Besh Ba Gowah Archaeological Park and Museum offers visitors an opportunity to explore the ruins of this relatively advanced culture, a museum which houses a large collection of Salado pottery and artifacts, botanical gardens, and a gift shop. The adjacent Ethno-Botanical Garden illustrates native Arizona plants that were used in their daily lives.

Archaeologists consider Besh-Ba-Gowah a ceremonial, redistribution, and food storage complex. Salado Culture is identified as the cultural period from 1150 to 1450 in the Tonto Basin. Located at the confluence of Pinal Creek and Ice House Canyon Wash, Besh-Ba-Gowah Pueblo has one of the largest single site archaeological collections in the southwest and is one of the most significant finds of Southwest archaeology. Visitors walk through a 700-year-old Salado Culture pueblo, climb ladders to second story rooms, and view the typical furnishings of the era.

Besh-Ba-Gowah had about 400 rooms of these about 250 were ground floor rooms. Precise numbers are impossible due to modern destruction of sections. Entrance to the pueblo was via a long narrow ground level corridor covered by the second level. The corridor opened onto the main plaza. This may have had a defensive purpose.
The present day interpretive trail uses plaques to inform the visitor. It begins with the ancient entrance way to the main plaza which measures 40 x 88 feet. About 150 elaborate burials were placed under the plaza. Hereditary high status is suspected from burial evidence in the plaza.

The ruins had very few doors. Room access was by roof hatchways with ladders. Several reconstructed rooms with prehistoric contents are featured.
Cross-sections illustrate the roof construction of logs covered with layers of reeds, mats, and a thick coat of mud. The trail leads past the largest room in the pueblo, the so-called ceremonial room. A sipapu filled with turquoise dust and covered with a large quartz crystal was found in the room. The room contains built-in benches at various levels, four large roof support posts, and an altar on the east wall. Another unique feature of the pueblo is a small platform mound.

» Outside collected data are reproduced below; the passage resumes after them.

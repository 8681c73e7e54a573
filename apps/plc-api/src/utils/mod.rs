//! handlers 共享的响应与验证辅助。

pub mod response;
pub mod validation;

pub use validation::{
    nonzero_u16, nonzero_u8, normalize_optional, normalize_required, parse_optional_date_ms,
};
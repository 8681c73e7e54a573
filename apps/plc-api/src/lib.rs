//! PLC 管理 API：设备注册 CRUD、分页查询、命令下发与请求追踪 ID。

pub mod handlers;
pub mod routes;
pub mod utils;

use axum::{
    body::Body,
    http::{HeaderValue, Request},
    middleware::{self, Next},
    response::Response,
    Router,
};
use plc_control::CommandService;
use plc_storage::{MessageStore, PlcStore, ReadingStore};
use plc_telemetry::new_request_ids;
use std::sync::Arc;
use tower_http::trace::TraceLayer;
use tracing::Instrument;

/// 应用状态：handlers 共享的存储与服务实例。
#[derive(Clone)]
pub struct AppState {
    pub plc_store: Arc<dyn PlcStore>,
    pub reading_store: Arc<dyn ReadingStore>,
    pub message_store: Arc<dyn MessageStore>,
    pub command_service: Arc<CommandService>,
}

/// 组装完整的应用路由（含请求追踪中间件）。
pub fn build_router(state: AppState) -> Router {
    routes::create_api_router()
        .with_state(state)
        .layer(middleware::from_fn(request_context))
        .layer(TraceLayer::new_for_http())
}

/// 注入 request_id/trace_id 并为整个请求建立日志 span。
pub async fn request_context(mut req: Request<Body>, next: Next) -> Response {
    let ids = new_request_ids();
    let method = req.method().clone();
    let path = req.uri().path().to_string();
    req.extensions_mut().insert(ids.clone());

    let span = tracing::info_span!(
        "request",
        request_id = %ids.request_id,
        trace_id = %ids.trace_id,
        method = %method,
        path = %path
    );

    let mut response = next.run(req).instrument(span).await;
    response.headers_mut().insert(
        "x-request-id",
        HeaderValue::from_str(&ids.request_id).unwrap_or_else(|_| HeaderValue::from_static("")),
    );
    response.headers_mut().insert(
        "x-trace-id",
        HeaderValue::from_str(&ids.trace_id).unwrap_or_else(|_| HeaderValue::from_static("")),
    );
    response
}
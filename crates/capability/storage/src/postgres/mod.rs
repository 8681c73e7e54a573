//! PostgreSQL 存储实现
//!
//! 生产环境使用。所有 SQL 使用参数绑定，防止注入且支持查询计划缓存。
//!
//! 依赖的表结构：
//!
//! ```sql
//! create table plc_device (
//!     plc_id        text primary key,
//!     ip_address    text not null,
//!     port          integer not null,
//!     unit_id       integer not null,
//!     status        text not null,
//!     created_at_ms bigint not null
//! );
//!
//! create table plc_reading (
//!     reading_id text primary key,
//!     plc_id     text not null,
//!     ts_ms      bigint not null,
//!     registers  text not null,
//!     processed  boolean not null
//! );
//! create index plc_reading_plc_ts on plc_reading (plc_id, ts_ms desc);
//!
//! create table plc_message (
//!     message_id text primary key,
//!     device_id  text not null,
//!     message    text not null,
//!     ts_ms      bigint not null
//! );
//! create index plc_message_device_ts on plc_message (device_id, ts_ms desc);
//!
//! create table plc_last_message (
//!     device_id text primary key,
//!     message   text not null,
//!     ts_ms     bigint not null
//! );
//! ```

pub mod message;
pub mod plc;
pub mod reading;

pub use message::PgMessageStore;
pub use plc::PgPlcStore;
pub use reading::PgReadingStore;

Situated between a great number of Southwestern cultures, the Salado traded actively with neighbors both near and far. Seashells discovered in the village show that the Salado traded with people from as far as Mexico and the Pacific Ocean.
Inside the museum two models of the ruins are presented. One shows the present condition. The other is a hypothetical reconstruction of the pueblo in 1325 A.D. It shows 20 courtyards and two three-story sections. One of the displays illustrates the archaeologist’s tool kit. Stone items on display include manos and metates, delicate carved stone palettes, stone axes and hoes, obsidian points, turquoise beads, local minerals, and a bow drill for bead making. Fabric artifacts include woven baskets and mats, sandals woven from yucca leaves, and fine woven cloth.

One wall of the museum is covered with shelves of ancient pottery two pieces deep. A wide and diverse range of pottery includes red and white ware and plain and decorated pots. Besh-Ba-Gowah has a high percentage of decorated ware.
The Salado crafters of these bowls painted them with a white paint and a black paint made from boiled plant residue, although they sometimes used red in the late-Tonto style. The Pinto polychrome, emerging around 1275, displayed simple geometric patterns, while the Gila and Tonto polychromes that developed later had more elaborate designs and embellishments. Gila polychromes are the most widely spread pottery style in the Southwest, ranging from Casas Grandes in Mexico to the Mimbres Valley in New Mexico, with the highest concentration of the pottery found in the Tonto Basin.

The museum includes an excellent bookstore and gift shop and a small theater. Videos inform visitors about the ancient cultures and the ruins. An excellent assortment of informative books and scientific journals can be accessed by visitors.

Worth Pondering…
History, although sometimes made up of the few acts of the great, is more often shaped by the many acts of the small.